O enfrentamento à pandemia de COVID-19 desafiou a ciência a apresentar respostas aceleradas para orientar, com base na melhor evidência disponível, as ações e políticas à proporção que as adversidades se impuseram. As medidas não farmacológicas - principalmente o distanciamento social e o uso de máscaras - foram responsáveis por salvar milhares de vidas e evitar o sofrimento com a doença, em todo o mundo. Essas medidas coletivas demandam ações intersetoriais, organizadas e capilarizadas para funcionar e conter a doença nos contextos reais.1
A hipótese de enfrentar doenças por meio de terapias específicas, com ênfase nos tratamentos medicamentosos, comprovou-se ineficaz para a COVID-19.2 Semelhantemente a outras doenças infecciosas com as quais a humanidade convive há muitos anos, como a dengue, a prevenção é a alternativa mais efetiva para o controle da transmissão e adoecimento. Possivelmente, devido a pressões por tecnologias que diminuíssem a relevância de medidas não farmacológicas, foi nessa área que se observaram maiores fragilidades na pesquisa e difusão científica, com danos para os indivíduos e a sociedade.2
Em menos de um ano do início da pandemia, diferentes opções de vacinas com eficácia elevada foram desenvolvidas e disponibilizadas. Somente nas primeiras semanas de vacinação contra a COVID-19 no Brasil, estima-se que 14 mil idosos com 80 anos ou mais foram salvos, pela priorização desse grupo na estratégia de imunização adotada pelo Sistema Único de Saúde.3 Restrições na capacidade de produção dos laboratórios e no custo elevado para o acesso às vacinas limitam a disseminação de seus benefícios entre a maior parte da população global, e atrasam a resolução desta crise sanitária.
A propriedade intelectual das vacinas disponíveis até o momento pertence a multinacionais farmacêuticas que adquiriam esses direitos em estágios avançados das pesquisas - financiadas até então com recursos públicos - justamente quando os resultados já se mostravam promissores.4 A proteção patentária revela-se um entrave que não se justifica no alegado estímulo do lucro à inovação farmacêutica. Conforme observado em outras experiências, os investimentos de risco e de longo prazo foram assumidos por governos mediante o financiamento constante de pesquisas científicas, evidenciando o papel essencial do Estado no desenvolvimento científico e tecnológico a favor da vida.5
A origem da pandemia e a prevenção de novas emergências sanitárias dessa magnitude são também foco da ciência. A exploração predatória dos recursos disponíveis provoca mudanças climáticas e ambiente propício para a adaptação e salto de microrganismos entre espécies, como se observou com o SARS-CoV-2. A forma de produção de alimentos de origem animal e vegetal, baseada na monocultura e na destruição de biomas e uso extensivo de agrotóxicos, por exemplo, revelaram-se incompatíveis com o equilíbrio necessário à manutenção da vida ou, minimamente, à prevenção de pandemias futuras.6 Já dispomos de tecnologia e conhecimento que valorizam a cultura dos povos ancestrais, respeitam os limites da natureza e distribuem riquezas sem espalhar doenças, sistematizados na agroecologia.

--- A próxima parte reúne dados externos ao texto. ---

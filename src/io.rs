// src/io.rs
//
// JSON dumps of level fields, for inspecting solver state from scripts.

use std::fs::File;
use std::io::{BufReader, BufWriter};
use std::path::Path;
use std::sync::Arc;

use serde::{Deserialize, Serialize};

use crate::amr::layout::PatchLayout;
use crate::amr::level_data::LevelData;
use crate::amr::rect::Rect2i;

#[derive(Debug, Serialize, Deserialize)]
struct PatchDump {
    valid: Rect2i,
    /// One row-major (i fastest) array of valid values per component.
    components: Vec<Vec<f64>>,
}

#[derive(Debug, Serialize, Deserialize)]
struct LevelDump {
    dx: f64,
    ncomp: usize,
    ghost: usize,
    patches: Vec<PatchDump>,
}

/// Write the valid data of `field` to `path` as pretty JSON.
pub fn write_level_data(path: &Path, field: &LevelData, dx: f64) -> std::io::Result<()> {
    let patches = field
        .patches()
        .iter()
        .map(|p| PatchDump {
            valid: p.valid,
            components: (0..p.ncomp)
                .map(|c| p.valid.cells().map(|(i, j)| p.get(i, j, c)).collect())
                .collect(),
        })
        .collect();
    let dump = LevelDump {
        dx,
        ncomp: field.ncomp(),
        ghost: field.ghost(),
        patches,
    };

    if let Some(parent) = path.parent() {
        if !parent.as_os_str().is_empty() {
            std::fs::create_dir_all(parent)?;
        }
    }
    let w = BufWriter::new(File::create(path)?);
    serde_json::to_writer_pretty(w, &dump)?;
    log::debug!("[helmholtz] wrote {} patches to {}", field.patches().len(), path.display());
    Ok(())
}

/// Read a dump written by [`write_level_data`]; ghosts come back zeroed.
/// Returns the field and its cell size.
pub fn read_level_data(path: &Path) -> std::io::Result<(LevelData, f64)> {
    let r = BufReader::new(File::open(path)?);
    let dump: LevelDump = serde_json::from_reader(r)?;

    let layout = Arc::new(PatchLayout::new(dump.patches.iter().map(|p| p.valid).collect()));
    let mut field = LevelData::new(layout, dump.ncomp, dump.ghost);
    for (p, d) in field.patches_mut().iter_mut().zip(&dump.patches) {
        if d.components.len() != dump.ncomp {
            return Err(std::io::Error::new(
                std::io::ErrorKind::InvalidData,
                format!("patch {:?}: {} components, header says {}", d.valid, d.components.len(), dump.ncomp),
            ));
        }
        for (c, values) in d.components.iter().enumerate() {
            if values.len() != d.valid.n_cells() {
                return Err(std::io::Error::new(
                    std::io::ErrorKind::InvalidData,
                    format!("patch {:?}: {} values for {} cells", d.valid, values.len(), d.valid.n_cells()),
                ));
            }
            for ((i, j), v) in d.valid.cells().zip(values) {
                p.set(i, j, c, *v);
            }
        }
    }
    Ok((field, dump.dx))
}

#[cfg(test)]
mod tests {
    use super::*;

    #[test]
    fn dump_preserves_valid_data() {
        let layout = Arc::new(PatchLayout::new(vec![Rect2i::new(0, 0, 3, 2), Rect2i::new(3, 0, 2, 2)]));
        let mut f = LevelData::new(layout, 2, 1);
        f.fill_valid_with(|i, j, c| (i - 2 * j) as f64 + 0.5 * c as f64);

        let dir = std::env::temp_dir().join(format!("helmholtz_io_{}", std::process::id()));
        let path = dir.join("phi.json");
        write_level_data(&path, &f, 0.25).unwrap();
        let (g, dx) = read_level_data(&path).unwrap();
        let _ = std::fs::remove_dir_all(&dir);

        assert_eq!(dx, 0.25);
        assert_eq!(g.layout(), f.layout());
        assert_eq!(g.ghost(), 1);
        assert_eq!(g.value_at(4, 1, 1), f.value_at(4, 1, 1));
        let mut diff = LevelData::new_like(&f);
        diff.axby(&f, &g, 1.0, -1.0);
        assert_eq!(diff.max_norm(), 0.0);
    }

    #[test]
    fn component_count_must_match_the_header() {
        let dir = std::env::temp_dir().join(format!("helmholtz_io_ncomp_{}", std::process::id()));
        std::fs::create_dir_all(&dir).unwrap();
        let path = dir.join("phi.json");

        let valid = Rect2i::new(0, 0, 2, 1);
        let mut results = Vec::new();
        for components in [vec![vec![1.0, 2.0], vec![3.0, 4.0]], vec![]] {
            let dump = LevelDump {
                dx: 0.5,
                ncomp: 1,
                ghost: 1,
                patches: vec![PatchDump { valid, components }],
            };
            serde_json::to_writer(File::create(&path).unwrap(), &dump).unwrap();
            results.push(read_level_data(&path));
        }
        let _ = std::fs::remove_dir_all(&dir);

        for r in results {
            let err = r.err().map(|e| e.kind());
            assert_eq!(err, Some(std::io::ErrorKind::InvalidData));
        }
    }
}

A crise sanitária que atravessamos revelou o potencial da ciência em apresentar soluções para os desafios à preservação da vida. A experiência dolorosa da pandemia de COVID-19 mostrou, também, que a implantação dessas respostas demanda democratização do conhecimento e das tecnologias desenvolvidas pela criatividade e solidariedade entre os povos. Igualmente, é papel da ciência assegurar o alcance desses avanços por todas as pessoas. Iluminar a discussão sobre como a ciência é produzida, como e por quais setores seus progressos serão usufruídos é essencial para que ela esteja colocada, de fato, em prol da vida.